I didn’t see the accident since I was the lead with Deby behind me, Dave in the middle and Keith and Jim were bringing up the rear. We were in relatively light traffic on a clear dry day looking to skirt the city of Bahia Blanca on our way to Buenos Aries. On our way through a roundabout Dave’s pannier made contact with a truck which caused him to loose control and dump in the median.

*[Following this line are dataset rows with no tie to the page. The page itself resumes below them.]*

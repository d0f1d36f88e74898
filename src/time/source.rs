use std::fmt;
use std::sync::Arc;
use std::time::SystemTime;

use chrono::{DateTime, Utc};
use serde::{Deserialize, Serialize};

use crate::core::{Error, Result};
use crate::protocol::NTP_UNIX_OFFSET;
use crate::util::{format_delta, format_unix};

/// First Unix second of NTP era 0 (1900-01-01T00:00:00Z)
const ERA_START_UNIX: i64 = -(NTP_UNIX_OFFSET as i64);

/// First Unix second past NTP era 0 (2036-02-07T06:28:16Z)
const ERA_END_UNIX: i64 = (1 << 32) - NTP_UNIX_OFFSET as i64;

/// Largest shift whose effect is still recoverable with modular deltas
const MAX_OFFSET_SECONDS: f64 = 2_147_483_648.0;

/// Capability object answering "what time is it" in real-valued Unix seconds
///
/// The server reads its clock only through this trait, so tests can pin or
/// shift the reported time without touching the wire format.
pub trait TimeSource: Send + Sync + fmt::Debug {
    /// Current time in seconds since the Unix epoch
    fn now(&self) -> f64;

    /// Human readable description of the clock configuration
    fn describe(&self) -> String {
        format!("System Time: {}", format_unix(self.now()))
    }
}

/// Reads the operating system wall clock
#[derive(Debug, Clone, Copy, Default)]
pub struct SystemClock;

impl SystemClock {
    /// Reads the system clock as Unix seconds, negative before 1970
    pub fn unix_now() -> f64 {
        match SystemTime::now().duration_since(SystemTime::UNIX_EPOCH) {
            Ok(after) => after.as_secs_f64(),
            Err(before) => -before.duration().as_secs_f64(),
        }
    }
}

impl TimeSource for SystemClock {
    fn now(&self) -> f64 {
        Self::unix_now()
    }

    fn describe(&self) -> String {
        format!("System Time: {} (no adjustments)", format_unix(self.now()))
    }
}

/// Always reports the same instant
#[derive(Debug, Clone, Copy)]
pub struct FixedClock {
    unix_seconds: f64,
}

impl FixedClock {
    /// Creates a clock pinned to the given Unix time
    pub fn new(unix_seconds: f64) -> Self {
        FixedClock { unix_seconds }
    }

    /// Creates a clock pinned to a date-time
    pub fn at(time: DateTime<Utc>) -> Self {
        let unix = time.timestamp() as f64 + time.timestamp_subsec_nanos() as f64 / 1e9;
        FixedClock::new(unix)
    }
}

impl TimeSource for FixedClock {
    fn now(&self) -> f64 {
        self.unix_seconds
    }

    fn describe(&self) -> String {
        format!("Fixed Set Time: {}", format_unix(self.unix_seconds))
    }
}

/// System clock shifted by a signed number of seconds
#[derive(Debug, Clone, Copy)]
pub struct OffsetClock {
    delta_seconds: f64,
}

impl OffsetClock {
    /// Creates a clock running `delta_seconds` ahead (or behind, if negative)
    pub fn new(delta_seconds: f64) -> Self {
        OffsetClock { delta_seconds }
    }

    /// Returns the applied shift
    pub fn delta(&self) -> f64 {
        self.delta_seconds
    }
}

impl TimeSource for OffsetClock {
    fn now(&self) -> f64 {
        SystemClock::unix_now() + self.delta_seconds
    }

    fn describe(&self) -> String {
        let now = format_unix(self.now());
        if self.delta_seconds == 0.0 {
            format!("System Time: {} (no adjustments)", now)
        } else if self.delta_seconds > 0.0 {
            format!("Future Time: {} (System Time + {})", now, format_delta(self.delta_seconds))
        } else {
            format!("Past Time: {} (System Time - {})", now, format_delta(-self.delta_seconds))
        }
    }
}

/// Clock selection as it appears in configuration files
#[derive(Debug, Clone, PartialEq, Serialize, Deserialize, Default)]
#[serde(tag = "mode", rename_all = "lowercase")]
pub enum ClockConfig {
    /// Report the system clock unchanged
    #[default]
    System,
    /// Report a constant instant
    Fixed {
        /// RFC 3339 date-time to report
        at: DateTime<Utc>,
    },
    /// Report the system clock shifted by a signed amount
    Offset {
        /// Seconds to add; negative values report a past time
        seconds: f64,
    },
}

impl ClockConfig {
    /// Checks that the configured clock can be put on the wire
    ///
    /// A fixed instant must fall inside NTP era 0 (1900 to 2036). An offset
    /// must be finite and at most 2^31 seconds either way.
    pub fn validate(&self) -> Result<()> {
        match self {
            ClockConfig::System => Ok(()),
            ClockConfig::Fixed { at } => {
                let unix = at.timestamp();
                if (ERA_START_UNIX..ERA_END_UNIX).contains(&unix) {
                    Ok(())
                } else {
                    Err(Error::config(format!(
                        "Fixed time {} is outside the NTP era (1900-01-01 to 2036-02-07)",
                        at
                    )))
                }
            }
            ClockConfig::Offset { seconds } => {
                if seconds.is_finite() && seconds.abs() <= MAX_OFFSET_SECONDS {
                    Ok(())
                } else {
                    Err(Error::config(format!(
                        "Clock offset {} must be finite and within ±{} seconds",
                        seconds, MAX_OFFSET_SECONDS
                    )))
                }
            }
        }
    }

    /// Validates and builds the time source this configuration describes
    pub fn build(&self) -> Result<Arc<dyn TimeSource>> {
        self.validate()?;
        Ok(match self {
            ClockConfig::System => Arc::new(SystemClock),
            ClockConfig::Fixed { at } => Arc::new(FixedClock::at(*at)),
            ClockConfig::Offset { seconds } => Arc::new(OffsetClock::new(*seconds)),
        })
    }
}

What happened next was a textbook example of how to do everything correctly at an accident scene. Every motorcycle rider should have first responder training and know what to do in case of an accident. Deby and I took a two day emergency first responder class before we left and we had the added benefit of having Jim along who is a doctor/surgeon. We all jumped into action to protect the scene, do a preliminary evaluation and call for help. Within minutes there was a complete response including police, fire truck and an ambulance to take Dave to a nearby hospital. Dr. Jim followed the ambulance to the hospital leaving Keith, Deby and I to deal with the motorcycle and the police. Thus began an incredible sequence of events where we each worked to get Dave and his motorcycle home.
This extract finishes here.